== Segment start ==
//! Performance metrics calculator.
//!
//! Works from the closed trades and the equity curve of one backtest run.
//! Win rate is reported as a percentage.

use chrono::NaiveDate;
use rust_decimal::prelude::*;
use rust_decimal::Decimal;
use serde::{Deserialize, Serialize};

use crate::backtest::{EquityPoint, ExitReason, Trade};

/// Reported when there are winners and no losers.
pub const PROFIT_FACTOR_CAP: f64 = 999.0;

const TRADING_DAYS_PER_YEAR: f64 = 252.0;

/// Performance statistics for one run.
#[derive(Debug, Clone, Default, PartialEq, Serialize, Deserialize)]
pub struct PerformanceMetrics {
    // Trade counts
    pub total_trades: usize,
    pub winning_trades: usize,
    pub losing_trades: usize,
    /// Percentage of closed trades with positive P&L, 1 dp.
    pub win_rate: f64,

    // P&L
    pub total_pnl: Decimal,
    pub gross_profit: Decimal,
    pub gross_loss: Decimal,
    pub profit_factor: f64,
    pub avg_trade_pnl: Decimal,
    pub avg_winner: Decimal,
    pub avg_loser: Decimal,
    pub largest_winner: Decimal,
    pub largest_loser: Decimal,

    // Returns and risk
    pub total_return_pct: f64,
    pub max_drawdown: Decimal,
    pub max_drawdown_pct: f64,
    pub drawdown_duration_days: i64,
    pub sharpe_ratio: f64,
    pub sortino_ratio: f64,

    // Time
    pub trading_days: usize,
    pub avg_days_in_trade: f64,
    pub exits: ExitBreakdown,
}

/// Closed trades by exit reason.
#[derive(Debug, Clone, Copy, Default, PartialEq, Eq, Serialize, Deserialize)]
pub struct ExitBreakdown {
    pub expired: usize,
    pub stopped_out: usize,
    pub took_profit: usize,
}

impl PerformanceMetrics {
    pub fn summary(&self) -> String {
        format!(
            "Trades: {} (W: {}, L: {})\n\
             Win Rate: {:.1}%\n\
             Profit Factor: {:.2}\n\
             Total P&L: {:.2}\n\
             Avg Winner: {:.2}\n\
             Avg Loser: {:.2}\n\
             Total Return: {:.2}%\n\
             Max Drawdown: {:.2} ({:.2}%)\n\
             Sharpe Ratio: {:.2}\n\
             Exits: {} expired, {} stopped out, {} took profit",
            self.total_trades,
            self.winning_trades,
            self.losing_trades,
            self.win_rate,
            self.profit_factor,
            self.total_pnl,
            self.avg_winner,
            self.avg_loser,
            self.total_return_pct,
            self.max_drawdown,
            self.max_drawdown_pct,
            self.sharpe_ratio,
            self.exits.expired,
            self.exits.stopped_out,
            self.exits.took_profit,
        )
    }
}

/// Drawdown analysis details.
#[derive(Debug, Clone, Default, PartialEq, Serialize, Deserialize)]
pub struct DrawdownAnalysis {
    pub max_drawdown: Decimal,
    pub max_drawdown_pct: f64,
    pub peak_date: Option<NaiveDate>,
    pub trough_date: Option<NaiveDate>,
    /// Calendar days from the drawdown start to the deepest point.
    pub duration_days: i64,
}

/// Metrics calculator.
pub struct MetricsCalculator;

impl MetricsCalculator {
    /// Metrics from the closed trades and equity curve of a run.
    ///
    /// Trades still open are ignored.
    pub fn calculate(
        trades: &[Trade],
        equity_curve: &[EquityPoint],
        initial_capital: Decimal,
    ) -> PerformanceMetrics {
        let closed: Vec<&Trade> = trades.iter().filter(|t| !t.is_open()).collect();

        let total_trades = closed.len();
        let winning_trades = closed.iter().filter(|t| t.is_winner()).count();
        let losing_trades = total_trades - winning_trades;

        let total_pnl: Decimal = closed.iter().map(|t| t.pnl()).sum();
        let gross_profit: Decimal = closed
            .iter()
            .filter(|t| t.is_winner())
            .map(|t| t.pnl())
            .sum();
        let gross_loss: Decimal = closed
            .iter()
            .filter(|t| !t.is_winner())
            .map(|t| t.pnl())
            .sum();

        let largest_winner = closed
            .iter()
            .filter(|t| t.is_winner())
            .map(|t| t.pnl())
            .max()
            .unwrap_or(Decimal::ZERO);
        let largest_loser = closed
            .iter()
            .filter(|t| !t.is_winner())
            .map(|t| t.pnl())
            .min()
            .unwrap_or(Decimal::ZERO);

        let final_equity = equity_curve
            .last()
            .map(|p| p.equity)
            .unwrap_or(initial_capital);
        let drawdown = Self::analyze_drawdown(equity_curve);

        let avg_days_in_trade = if total_trades > 0 {
            closed
                .iter()
                .filter_map(|t| t.days_held())
                .map(|d| d as f64)
                .sum::<f64>()
                / total_trades as f64
        } else {
            0.0
        };

        PerformanceMetrics {
            total_trades,
            winning_trades,
            losing_trades,
            win_rate: Self::win_rate(winning_trades, total_trades),
            total_pnl,
            gross_profit,
            gross_loss,
            profit_factor: Self::profit_factor(gross_profit, gross_loss),
            avg_trade_pnl: Self::average(total_pnl, total_trades),
            avg_winner: Self::average(gross_profit, winning_trades),
            avg_loser: Self::average(gross_loss, losing_trades),
            largest_winner,
            largest_loser,
            total_return_pct: Self::total_return_pct(initial_capital, final_equity),
            max_drawdown: drawdown.max_drawdown,
            max_drawdown_pct: drawdown.max_drawdown_pct,
            drawdown_duration_days: drawdown.duration_days,
            sharpe_ratio: Self::sharpe_ratio(equity_curve),
            sortino_ratio: Self::sortino_ratio(equity_curve),
            trading_days: equity_curve.len(),
            avg_days_in_trade,
            exits: Self::exit_breakdown(&closed),
        }
    }

    /// Winners as a percentage of closed trades, rounded to 1 dp.
    pub fn win_rate(winning_trades: usize, total_trades: usize) -> f64 {
        if total_trades == 0 {
            return 0.0;
        }
        let pct = winning_trades as f64 / total_trades as f64 * 100.0;
        (pct * 10.0).round() / 10.0
    }

    /// Gross profit over absolute gross loss.
    ///
    /// [`PROFIT_FACTOR_CAP`] with winners and no losers, 0.0 with neither.
    pub fn profit_factor(gross_profit: Decimal, gross_loss: Decimal) -> f64 {
        let loss = gross_loss.abs().to_f64().unwrap_or(0.0);
        let profit = gross_profit.to_f64().unwrap_or(0.0);
        if loss == 0.0 {
            return if profit > 0.0 { PROFIT_FACTOR_CAP } else { 0.0 };
        }
        profit / loss
    }

    pub fn total_return_pct(initial: Decimal, final_equity: Decimal) -> f64 {
        if initial <= Decimal::ZERO {
            return 0.0;
        }
        ((final_equity - initial) / initial * Decimal::ONE_HUNDRED)
            .to_f64()
            .unwrap_or(0.0)
    }

    fn average(total: Decimal, count: usize) -> Decimal {
        if count == 0 {
            Decimal::ZERO
        } else {
            total / Decimal::from(count as u64)
        }
    }

    fn exit_breakdown(closed: &[&Trade]) -> ExitBreakdown {
        let mut exits = ExitBreakdown::default();
        for trade in closed {
            match trade.exit_reason {
                Some(ExitReason::Expiration) => exits.expired += 1,
                Some(ExitReason::StopLoss) => exits.stopped_out += 1,
                Some(ExitReason::ProfitTarget) => exits.took_profit += 1,
                None => {}
            }
        }
        exits
    }

    /// Peak-to-trough analysis of the equity curve.
    pub fn analyze_drawdown(equity_curve: &[EquityPoint]) -> DrawdownAnalysis {
        let Some(first) = equity_curve.first() else {
            return DrawdownAnalysis::default();
        };

        let mut peak = first.equity;
        let mut peak_date = first.date;
        let mut analysis = DrawdownAnalysis::default();

        for point in equity_curve {
            if point.equity > peak {
                peak = point.equity;
                peak_date = point.date;
                continue;
            }

            let drawdown = peak - point.equity;
            if drawdown > analysis.max_drawdown {
                analysis.max_drawdown = drawdown;
                analysis.max_drawdown_pct = if peak > Decimal::ZERO {
                    (drawdown / peak * Decimal::ONE_HUNDRED).to_f64().unwrap_or(0.0)
                } else {
                    0.0
                };
                analysis.peak_date = Some(peak_date);
                analysis.trough_date = Some(point.date);
                analysis.duration_days = (point.date - peak_date).num_days();
            }
        }

        analysis
    }

    fn daily_returns(equity_curve: &[EquityPoint]) -> Vec<f64> {
        equity_curve
            .windows(2)
            .filter_map(|w| {
                let prev = w[0].equity.to_f64()?;
                let curr = w[1].equity.to_f64()?;
                (prev > 0.0).then(|| (curr - prev) / prev)
            })
            .collect()
    }

    /// Annualized Sharpe ratio of daily equity returns, zero risk-free rate.
    pub fn sharpe_ratio(equity_curve: &[EquityPoint]) -> f64 {
        let returns = Self::daily_returns(equity_curve);
        if returns.is_empty() {
            return 0.0;
        }

        let n = returns.len() as f64;
        let mean = returns.iter().sum::<f64>() / n;
        let variance = returns.iter().map(|r| (r - mean).powi(2)).sum::<f64>() / n;
        let std_dev = variance.sqrt();

        if std_dev == 0.0 {
            return 0.0;
        }
        mean * TRADING_DAYS_PER_YEAR.sqrt() / std_dev
    }

    /// Annualized Sortino ratio (downside deviation only).
    pub fn sortino_ratio(equity_curve: &[EquityPoint]) -> f64 {
        let returns = Self::daily_returns(equity_curve);
        if returns.is_empty() {
            return 0.0;
        }

        let n = returns.len() as f64;
        let mean = returns.iter().sum::<f64>() / n;
        let downside = returns
            .iter()
            .filter(|&&r| r < 0.0)
            .map(|r| r.powi(2))
            .sum::<f64>()
            / n;
        let downside_dev = downside.sqrt();

        if downside_dev == 0.0 {
            return 0.0;
        }
        mean * TRADING_DAYS_PER_YEAR.sqrt() / downside_dev
    }
}

#[cfg(test)]
mod tests {
    use super::*;
    use approx::assert_relative_eq;
    use rust_decimal_macros::dec;

    fn point(day: u32, equity: Decimal) -> EquityPoint {
        EquityPoint {
            date: NaiveDate::from_ymd_opt(2024, 1, day).unwrap(),
            equity,
            free_capital: equity,
            invested: Decimal::ZERO,
            realized_pnl: equity - dec!(10000),
            open_trades: 0,
        }
    }

    #[test]
    fn test_profit_factor() {
        assert_eq!(MetricsCalculator::profit_factor(dec!(1500), dec!(-500)), 3.0);
    }

    #[test]
    fn test_profit_factor_sentinels() {
        assert_eq!(
            MetricsCalculator::profit_factor(dec!(120), Decimal::ZERO),
            PROFIT_FACTOR_CAP
        );
        assert_eq!(MetricsCalculator::profit_factor(Decimal::ZERO, Decimal::ZERO), 0.0);
        assert_eq!(MetricsCalculator::profit_factor(Decimal::ZERO, dec!(-70)), 0.0);
    }

    #[test]
    fn test_win_rate_is_percent() {
        assert_eq!(MetricsCalculator::win_rate(2, 3), 66.7);
        assert_eq!(MetricsCalculator::win_rate(0, 0), 0.0);
        assert_eq!(MetricsCalculator::win_rate(5, 5), 100.0);
    }

    #[test]
    fn test_drawdown() {
        let curve = vec![
            point(1, dec!(10000)),
            point(2, dec!(11000)),
            point(3, dec!(9900)),
            point(5, dec!(10500)),
            point(8, dec!(11500)),
        ];
        let dd = MetricsCalculator::analyze_drawdown(&curve);
        assert_eq!(dd.max_drawdown, dec!(1100));
        assert_relative_eq!(dd.max_drawdown_pct, 10.0, epsilon = 1e-9);
        assert_eq!(dd.duration_days, 1);
        assert_eq!(dd.trough_date, NaiveDate::from_ymd_opt(2024, 1, 3));
    }

    #[test]
    fn test_drawdown_empty() {
        let dd = MetricsCalculator::analyze_drawdown(&[]);
        assert_eq!(dd, DrawdownAnalysis::default());
    }

    #[test]
    fn test_flat_curve_has_no_sharpe() {
        let curve = vec![point(1, dec!(10000)), point(2, dec!(10000)), point(3, dec!(10000))];
        assert_eq!(MetricsCalculator::sharpe_ratio(&curve), 0.0);
        assert_eq!(MetricsCalculator::sortino_ratio(&curve), 0.0);
    }

    #[test]
    fn test_calculate_without_trades() {
        let curve = vec![point(1, dec!(10000)), point(2, dec!(10000))];
        let metrics = MetricsCalculator::calculate(&[], &curve, dec!(10000));
        assert_eq!(metrics.total_trades, 0);
        assert_eq!(metrics.win_rate, 0.0);
        assert_eq!(metrics.profit_factor, 0.0);
        assert_eq!(metrics.total_return_pct, 0.0);
        assert_eq!(metrics.trading_days, 2);
    }
}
== Segment end ==
* [What you will do]: The required answer is the number of lines in the listing above that contain the word "else", with nothing added.

* [Task result]: 5